D: Vi chiedo cortesemente alcuni chiarimenti, prima però avendo letto l’articolo “disorientamento pct” volevo solo sottolineare che in tutta questa incertezza grazie al Vs blog vengono fugati innumerevoli dubbi e precisati argomenti.Precisato ciò, ho due domande flash da sottoporVi:
1) devo depositare in un giudizio ordinario un verbale negativo di mediazione, posso allegarlo come documento generico senza attestazione di conformità?
2) Per un atto di citazione ordinario la controparte non possiede indirizzo pec risultante da pubblici elenchi, posso procedere alla notifica a mezzo posta ex L. 53/94, al momento del deposito telematico come atto principale posso inserire la scansione dell’atto notificato? occorre l’attestazione di conformità? 

R: Grazie anzitutto per gli apprezzamenti e le manifestazioni di solidarietà.

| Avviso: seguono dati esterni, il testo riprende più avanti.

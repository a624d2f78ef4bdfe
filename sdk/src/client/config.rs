//! Client configuration.
//!
//! Provides configuration options for the BetsAPI client and the validator
//! that turns an untyped settings mapping into a [`ClientConfig`].

use std::time::Duration;

use serde_json::Value;

/// Default base URL for the API.
pub const DEFAULT_ENDPOINT_BASE: &str = "https://api.b365api.com/v2/";

/// Default number of retries after a failed call.
pub const DEFAULT_RETRIES: u32 = 5;

/// Default delay between retries in seconds.
pub const DEFAULT_SECONDS_TO_SLEEP: u64 = 1;

/// Default request timeout in seconds.
pub const DEFAULT_TIMEOUT_SECS: u64 = 30;

/// Settings key for the API token.
pub const KEY_TOKEN: &str = "token";

/// Settings key for the endpoint base URL.
pub const KEY_ENDPOINT_BASE: &str = "endpoint_base";

/// Settings key for the retry count.
pub const KEY_RETRIES: &str = "retries";

/// Settings key for the delay between retries.
pub const KEY_SECONDS_TO_SLEEP: &str = "seconds_to_sleep";

/// Table that may hold the retry settings in the published config shape.
pub const KEY_FAILED_CALLS: &str = "failed_calls";

/// Client configuration.
#[derive(Debug, Clone)]
pub struct ClientConfig {
    /// API token sent with every request.
    pub token: String,

    /// Base URL every route is appended to.
    pub endpoint_base: String,

    /// Number of retries after the first failed attempt.
    pub retries: u32,

    /// Delay between a failed attempt and its retry, in seconds.
    pub seconds_to_sleep: u64,

    /// Request timeout.
    pub timeout: Duration,

    /// User agent string.
    pub user_agent: String,

    /// Treat non-2xx responses as failed attempts.
    ///
    /// Off by default: only transport errors are retried and any completed
    /// response is decoded as-is.
    pub fail_on_http_status: bool,
}

impl ClientConfig {
    /// Creates a new configuration with the given token and defaults for
    /// everything else.
    #[must_use]
    pub fn new(token: impl Into<String>) -> Self {
        Self {
            token: token.into(),
            endpoint_base: DEFAULT_ENDPOINT_BASE.to_string(),
            retries: DEFAULT_RETRIES,
            seconds_to_sleep: DEFAULT_SECONDS_TO_SLEEP,
            timeout: Duration::from_secs(DEFAULT_TIMEOUT_SECS),
            user_agent: format!("betsapi-sdk/{}", env!("CARGO_PKG_VERSION")),
            fail_on_http_status: false,
        }
    }

    /// Sets the endpoint base URL.
    #[must_use]
    pub fn with_endpoint_base(mut self, endpoint_base: impl Into<String>) -> Self {
        self.endpoint_base = endpoint_base.into();
        self
    }

    /// Sets the number of retries.
    #[must_use]
    pub fn with_retries(mut self, retries: u32) -> Self {
        self.retries = retries;
        self
    }

    /// Sets the delay between retries.
    #[must_use]
    pub fn with_seconds_to_sleep(mut self, seconds: u64) -> Self {
        self.seconds_to_sleep = seconds;
        self
    }

    /// Sets the request timeout.
    #[must_use]
    pub fn with_timeout(mut self, timeout: Duration) -> Self {
        self.timeout = timeout;
        self
    }

    /// Sets the user agent.
    #[must_use]
    pub fn with_user_agent(mut self, user_agent: impl Into<String>) -> Self {
        self.user_agent = user_agent.into();
        self
    }

    /// Makes non-2xx responses count as failed attempts.
    #[must_use]
    pub fn with_fail_on_http_status(mut self, enabled: bool) -> Self {
        self.fail_on_http_status = enabled;
        self
    }

    /// Builds a configuration from an untyped settings mapping.
    ///
    /// Keys are checked in a fixed order: `token`, `endpoint_base`,
    /// `retries`, `seconds_to_sleep`. The retry keys may also live under a
    /// `failed_calls` table. Settings that are not an object have every key
    /// missing.
    ///
    /// # Errors
    ///
    /// Returns [`ConfigError::MissingConfig`] naming the first absent key, or
    /// [`ConfigError::InvalidConfig`] naming the first key with the wrong
    /// type.
    pub fn from_settings(settings: &Value) -> Result<Self, ConfigError> {
        let token = require_string(settings, KEY_TOKEN)?;
        let endpoint_base = require_string(settings, KEY_ENDPOINT_BASE)?;
        let retries = require_unsigned(settings, KEY_RETRIES)?;
        let seconds_to_sleep = require_unsigned(settings, KEY_SECONDS_TO_SLEEP)?;

        let retries = u32::try_from(retries).map_err(|_| ConfigError::InvalidConfig {
            key: KEY_RETRIES,
            expected: "an integer no larger than u32::MAX",
        })?;

        Ok(Self::new(token)
            .with_endpoint_base(endpoint_base)
            .with_retries(retries)
            .with_seconds_to_sleep(seconds_to_sleep))
    }

    /// Validates the configuration.
    ///
    /// # Errors
    ///
    /// Returns an error if the configuration is invalid.
    pub fn validate(&self) -> Result<(), ConfigError> {
        if self.timeout.is_zero() {
            return Err(ConfigError::InvalidConfig {
                key: "timeout",
                expected: "a non-zero duration",
            });
        }

        Ok(())
    }
}

/// Configuration errors.
#[derive(Debug, Clone, PartialEq, Eq, thiserror::Error)]
pub enum ConfigError {
    /// A required option is absent.
    #[error("the following config option is missing: {0}")]
    MissingConfig(&'static str),

    /// An option is present with the wrong type.
    #[error("the following config option must be {expected}: {key}")]
    InvalidConfig {
        /// Offending key.
        key: &'static str,
        /// Description of the accepted type.
        expected: &'static str,
    },
}

impl ConfigError {
    /// Returns the settings key the error refers to.
    #[must_use]
    pub fn key(&self) -> &'static str {
        match self {
            Self::MissingConfig(key) | Self::InvalidConfig { key, .. } => key,
        }
    }
}

fn lookup<'a>(settings: &'a Value, key: &str) -> Option<&'a Value> {
    settings.get(key).or_else(|| {
        if key == KEY_RETRIES || key == KEY_SECONDS_TO_SLEEP {
            settings.get(KEY_FAILED_CALLS)?.get(key)
        } else {
            None
        }
    })
}

fn require_string(settings: &Value, key: &'static str) -> Result<String, ConfigError> {
    match lookup(settings, key) {
        None => Err(ConfigError::MissingConfig(key)),
        Some(Value::String(s)) => Ok(s.clone()),
        Some(_) => Err(ConfigError::InvalidConfig {
            key,
            expected: "a string",
        }),
    }
}

fn require_unsigned(settings: &Value, key: &'static str) -> Result<u64, ConfigError> {
    let value = lookup(settings, key).ok_or(ConfigError::MissingConfig(key))?;

    value.as_u64().ok_or(ConfigError::InvalidConfig {
        key,
        expected: "a non-negative integer",
    })
}
//! HTTP client for the BetsAPI REST API.
//!
//! This module provides a retrying, paginating client for the BetsAPI
//! sports odds API.
//!
//! # Example
//!
//! ```rust,ignore
//! use betsapi_sdk::client::{BetsApiClient, ClientConfig};
//! use betsapi_sdk::RequestOptions;
//!
//! #[tokio::main]
//! async fn main() -> Result<(), Box<dyn std::error::Error>> {
//!     let client = BetsApiClient::new(ClientConfig::new("my-token"))?;
//!
//!     // Every page of English soccer leagues
//!     let options = RequestOptions::new().for_country("gb");
//!     let leagues = client.soccer_leagues(&options).await?;
//!     println!("Found {} leagues", leagues.len());
//!
//!     // Match-winner odds for an event
//!     let odds = client.odds(1234567).await?;
//!     println!("Home: {:?}", odds.result.home);
//!
//!     Ok(())
//! }
//! ```

pub mod config;
pub mod endpoint;
pub mod error;
pub mod executor;
pub mod http;
pub mod metrics;
pub mod observer;
pub mod paginator;
pub mod transport;

pub use config::{ClientConfig, ConfigError};
pub use endpoint::{ApiVersion, Route};
pub use error::ClientError;
pub use executor::{CallExecutor, RetryPolicy};
pub use http::BetsApiClient;
pub use metrics::{CallMetrics, MetricsSnapshot};
pub use observer::{CallObserver, NoopObserver, TracingObserver};
pub use transport::{
    HttpTransport, ReqwestTransport, TransportError, TransportErrorKind, TransportResponse,
};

Il verbale negativo di mediazione non può, a mio modo di vedere, considerarsi nè “atto processuale di parte” e men che meno “provvedimento” di tal che, non rientrando nel novero degli atti per i quali l’art. 16 decies DL 179/2012 prevede il potere-dovere dell’Avvocato di attestare la conformità della copia informatica all’originale analogico, non puoi né devi autenticarlo, ma semplicemente depositarlo come “allegato semplice”.

Quanto al secondo punto, la risposta è senz’altro positiva, dacché il presupposto del possesso da parte del destinatario di un indirizzo pec risultante dai pubblici registri vale solo per le notificazioni ex art. 3 bis L. 53/94, non anche per quelle a mezzo posta.

Quanto al deposito della copia informatica dell’atto notificato cartaceamente, vale la regola dell’art. 16 decies sopra richiamato: è atto processuale di parte e quindi va autenticato.